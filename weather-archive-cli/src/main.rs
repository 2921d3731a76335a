//! Binary crate for the `weather-archive` command-line tool.
//!
//! This crate focuses on:
//! - Parsing CLI arguments
//! - Interactive place and configuration prompts
//! - Human-friendly output formatting

use clap::Parser;

mod cli;

#[tokio::main]
async fn main() -> anyhow::Result<()> {
    let env = env_logger::Env::default().default_filter_or("info");
    env_logger::init_from_env(env);

    let cmd = cli::Cli::parse();
    cmd.run().await
}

HOW TO COMPLETE THIS TASK
What's wanted here is every record, retyped exactly as shown above.

OUTPUT OF THE TASK
filename weather-archive-cli/src/main.rs
repository 2921d3731a76335a
//! Binary crate for the `weather-archive` command-line tool.
//!
//! This crate focuses on:
//! - Parsing CLI arguments
//! - Interactive place and configuration prompts
//! - Human-friendly output formatting

use clap::Parser;

mod cli;

#[tokio::main]
async fn main() -> anyhow::Result<()> {
    let env = env_logger::Env::default().default_filter_or("info");
    env_logger::init_from_env(env);

    let cmd = cli::Cli::parse();
    cmd.run().await
}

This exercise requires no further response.